Marie-Michelle Deschamps (Montreal) and Celia Perrin Sidarous (Montreal) began working together in 2020 when they shared a studio. Marie-Michelle Deschamps’ practice focuses on language as an inhabitable space where aesthetic forms reside. Celia Perrin Sidarous is an image-based artist indebted to sStill lLife, whose artworks present assemblages following an internal and associative logic. Both artists have featured in numerous solo and collective exhibitions in Canada and abroad.
Heather Goodchild (Toronto) and Margaux Smith (Toronto) have been collaborating informally for two years. Goodchild is a multidisciplinary artist exhibiting internationally and throughout Canada since 2001. Recurring themes in her work include symbolism, rituals, personal development, and the collapse of the hierarchy of artistic disciplines. Smith uses layers of paint, drawing, and collage to convey the body’s state of constant transformation. She is represented by Clint Roenisch Gallery, Toronto.
August Klintberg (Calgary) and Benny Nemer's (Paris, FR) collaborative work articulates itself through participatory gestures involving acts of hospitality, floral gift giving, and paper wrapping, alongside artistic research into the œuvre and legacy of Montreal potter Rosalie Namer (1925-2006). Their projects have been presented in galleries, flower shops, and community gardens in Canada, the United States, Germany, and Scotland.
Associated workshops:
Meet the curators
Leisure is a conceptual collaborative art practice between Montreal-based artists Meredith Carruthers and Susannah Wesley. Working together under the name “Leisure” since 2004, their approach extends their own conversation and collaboration to include their historical subjects, family members, and community participants. The resulting projects are multidisciplinary in format—from workshops, to published texts, interactive installations, and object-making involving a variety of media.
Inspired by the foundation of the Visual Arts Centre as a local ceramic skill share–The Potters Club–started by Eileen Reid and her female friends in the 1940s and carried on by Virginia McClure as the VAC, this exhibition explores the premise that working-in-friendship is a pervasive and under-recognized method of artmaking.

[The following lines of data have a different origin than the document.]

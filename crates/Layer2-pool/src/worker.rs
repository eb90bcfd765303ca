//! Worker slot - supervised execution of one task at a time

use crate::guard;
use crate::state::TaskState;
use crate::task::TaskId;
use crate::workload::Workload;
use ballast_foundation::Error;
use std::sync::Arc;
use std::time::Duration;
use tokio_util::sync::CancellationToken;
use tracing::{debug, warn};

/// Everything a slot needs to run one dispatched task
pub(crate) struct DispatchLease {
    pub id: TaskId,
    pub label: String,
    pub workload: Arc<dyn Workload>,
    pub time_budget: Option<Duration>,
    pub cancel: CancellationToken,
}

/// One concurrent execution lane in the pool
pub(crate) struct WorkerSlot {
    slot: usize,
}

impl WorkerSlot {
    pub(crate) fn new(slot: usize) -> Self {
        Self { slot }
    }

    /// Run one task to a terminal state and return it.
    ///
    /// The workload runs in its own spawned task so work that never yields
    /// cannot suppress the time-budget alarm. On expiry the lease token is
    /// cancelled and `TimedOut` is reported immediately; the orphaned call
    /// may keep running in the background. The same applies to the
    /// cancellation path: signal, report, detach.
    pub(crate) async fn run(self, lease: DispatchLease) -> TaskState {
        let DispatchLease {
            id,
            label,
            workload,
            time_budget,
            cancel,
        } = lease;

        debug!("Slot {} executing task {}: {}", self.slot, id, label);

        let work_token = cancel.child_token();
        let mut join = tokio::spawn(async move { workload.invoke(work_token).await });

        let outcome = tokio::select! {
            res = &mut join => match res {
                Ok(Ok(result)) => TaskState::Succeeded(result),
                Ok(Err(Error::Cancelled)) => TaskState::Cancelled,
                Ok(Err(Error::Timeout(_))) => TaskState::TimedOut,
                Ok(Err(e)) => TaskState::Failed(e.to_string()),
                Err(join_err) if join_err.is_panic() => {
                    warn!("Task {} panicked in slot {}", id, self.slot);
                    TaskState::Failed(format!("workload panicked: {}", join_err))
                }
                Err(join_err) => TaskState::Failed(format!("workload aborted: {}", join_err)),
            },
            _ = guard::time_budget_expired(time_budget) => {
                cancel.cancel();
                TaskState::TimedOut
            }
            _ = cancel.cancelled() => TaskState::Cancelled,
        };

        debug!(
            "Slot {} finished task {}: {}",
            self.slot,
            id,
            outcome.display_name()
        );

        outcome
    }
}
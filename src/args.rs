use crate::config::OutputFormat;
use clap::{Arg, ArgMatches, Command};
use std::ffi::OsString;
use std::path::{Path, PathBuf};

#[derive(Debug, Clone)]
pub struct MainArgs {
    pub debug: bool,
    pub path: Option<PathBuf>,
    pub format: Option<OutputFormat>,
    pub config: Option<PathBuf>,
    pub log_file: Option<PathBuf>,
    pub host: String,
}

pub fn build_cli_command() -> Command {
    Command::new("sshconfig-host")
        .version(env!("CARGO_PKG_VERSION"))
        .author("@karsyboy")
        .about("Resolve a host's effective settings from an OpenSSH client config file.")
        .arg_required_else_help(true)
        .arg(
            Arg::new("debug")
                .short('d')
                .long("debug")
                .help("Enable debug mode")
                .action(clap::ArgAction::SetTrue),
        )
        .arg(
            Arg::new("path")
                .short('p')
                .long("path")
                .value_name("FILE")
                .help("SSH config file to read (default: /etc/ssh/ssh_config)"),
        )
        .arg(
            Arg::new("format")
                .short('f')
                .long("format")
                .value_name("FORMAT")
                .value_parser(OutputFormat::VARIANTS)
                .help("Output format"),
        )
        .arg(
            Arg::new("config")
                .short('c')
                .long("config")
                .value_name("FILE")
                .help("Settings file to use instead of the standard locations"),
        )
        .arg(
            Arg::new("log_file")
                .long("log-file")
                .value_name("FILE")
                .help("Write debug output to FILE"),
        )
        .arg(Arg::new("host").help("Host to look up").required(true))
}

/// Parses command-line arguments using clap.
pub fn main_args() -> MainArgs {
    let matches = build_cli_command().get_matches();
    args_from_matches(&matches)
}

pub(crate) fn parse_main_args_from<I, T>(cmd: &Command, args: I) -> Result<MainArgs, clap::Error>
where
    I: IntoIterator<Item = T>,
    T: Into<OsString> + Clone,
{
    let matches = cmd.clone().try_get_matches_from(args)?;
    Ok(args_from_matches(&matches))
}

fn args_from_matches(matches: &ArgMatches) -> MainArgs {
    let path_arg = |id: &str| matches.get_one::<String>(id).map(|value| crate::ssh_config::expand_tilde(Path::new(value)));

    MainArgs {
        debug: matches.get_flag("debug"),
        path: path_arg("path"),
        // Values are restricted by the value parser, so parsing only fails on a clap change.
        format: matches.get_one::<String>("format").and_then(|value| value.parse().ok()),
        config: path_arg("config"),
        log_file: path_arg("log_file"),
        host: matches.get_one::<String>("host").cloned().unwrap_or_default(),
    }
}

#[cfg(test)]
#[path = "test/args.rs"]
mod tests;
use std::error::Error;
use std::fmt;
use std::io;
use std::path::PathBuf;

#[derive(Debug)]
pub enum ConfigError {
    IoError(io::Error),
    MissingFile(PathBuf),
    ParseError(String),
}

impl fmt::Display for ConfigError {
    fn fmt(&self, f: &mut fmt::Formatter<'_>) -> fmt::Result {
        match self {
            ConfigError::IoError(e) => write!(f, "I/O error: {}", e),
            ConfigError::MissingFile(path) => write!(f, "Settings file not found: {}", path.display()),
            ConfigError::ParseError(msg) => write!(f, "Error parsing settings file: {}", msg),
        }
    }
}

impl Error for ConfigError {}

impl From<io::Error> for ConfigError {
    fn from(error: io::Error) -> Self {
        ConfigError::IoError(error)
    }
}
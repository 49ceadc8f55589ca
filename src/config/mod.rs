//! User settings loaded from an optional YAML file.

mod errors;
mod loader;
mod settings;

pub use errors::ConfigError;
pub use loader::ConfigLoader;
pub use settings::{Config, Metadata, OutputFormat, Settings};

use std::path::PathBuf;

/// Find and load the settings file. With no file anywhere, defaults are used.
pub fn load_config(explicit_path: Option<PathBuf>) -> Result<Config, ConfigError> {
    ConfigLoader::new(explicit_path)?.load_config()
}
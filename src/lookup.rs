//! Host lookup data source.
//!
//! Reads one ssh config file and produces both renderings of a host's
//! resolved settings. Every call reads the file again; nothing is cached.

use crate::ssh_config::{self, SshConfigError};
use crate::{Result, log_debug};
use chrono::Utc;
use serde::Serialize;
use std::collections::BTreeMap;
use std::path::{Path, PathBuf};

/// The result of looking a host up.
#[derive(Debug, Clone, PartialEq, Eq, Serialize)]
pub struct HostLookup {
    /// UTC timestamp of the read.
    pub id: String,
    pub host: String,
    pub path: PathBuf,
    /// The resolved `Host` block as config text.
    pub rendered: String,
    /// Resolved keyword to value.
    pub host_map: BTreeMap<String, String>,
}

impl HostLookup {
    /// Look `host` up in the config file at `path`.
    ///
    /// Fails without partial output when the file cannot be read, does not
    /// parse, or has no block for `host`.
    pub fn read(path: &Path, host: &str) -> Result<Self> {
        let resolved = ssh_config::lookup_host(path, host)?;

        let host_map = resolved.as_map();
        for (keyword, value) in &host_map {
            log_debug!("Param was {}={}", keyword, value);
        }

        Ok(Self {
            id: Utc::now().to_string(),
            host: host.to_string(),
            path: path.to_path_buf(),
            rendered: resolved.render(),
            host_map,
        })
    }

    /// `Keyword=value` lines, sorted by keyword.
    pub fn map_lines(&self) -> String {
        self.host_map.iter().map(|(keyword, value)| format!("{}={}\n", keyword, value)).collect()
    }
}

/// Whether `host` resolves in the config file at `path`.
///
/// Unreadable or malformed files are still errors, not `false`.
pub fn host_exists(path: &Path, host: &str) -> Result<bool> {
    match ssh_config::lookup_host(path, host) {
        Ok(_) => Ok(true),
        Err(SshConfigError::NotFound { .. }) => Ok(false),
        Err(err) => Err(err.into()),
    }
}

#[cfg(test)]
#[path = "test/lookup.rs"]
mod tests;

Other projects by Leisure on friendship, collaboration, material exploration and intergenerational exchange include: Having Ideas by Handling Materials (Oakville Galleries, 2023), The Ceremony (Foreman Art Gallery of Bishop’s University, 2021), Conversation with magic forms (most recently exhibited at CAG Vancouver, 2020), How one becomes what one is (Musée d’art de Joliette, 2018), Panning for gold/Walking you through it (Musée d’art contemporain de Montréal, 2017) and Dualité/Dualité (Artexte, Montreal, 2015).
Wesley and Carruthers are currently working on a precedent-setting collaborative PhD candidacy in Research-Creation within Concordia University's Individualized Program.
About the Biennale
The Virginia McClure Ceramic Biennale is dedicated to the celebration of excellence and innovation in contemporary ceramic art. For each edition of the Biennale, an invited curator is given carte blanche to organize an exhibition of outstanding work by artists in the expanded field of ceramics. Previous editions were curated by Jean Pierre Larocque (Caméléon, 2014), Linda Swanson (Épisode, 2016), Luc Delavigne (573°, 2018), and Amelie Proulx (XYZ, 2021).
The Biennale honours the legacy of Virginia McClure, a ceramic artist and early member of the Potters’ Club, which evolved into the Visual Arts Centre. Each Biennale includes public programming events and an accompanying publication.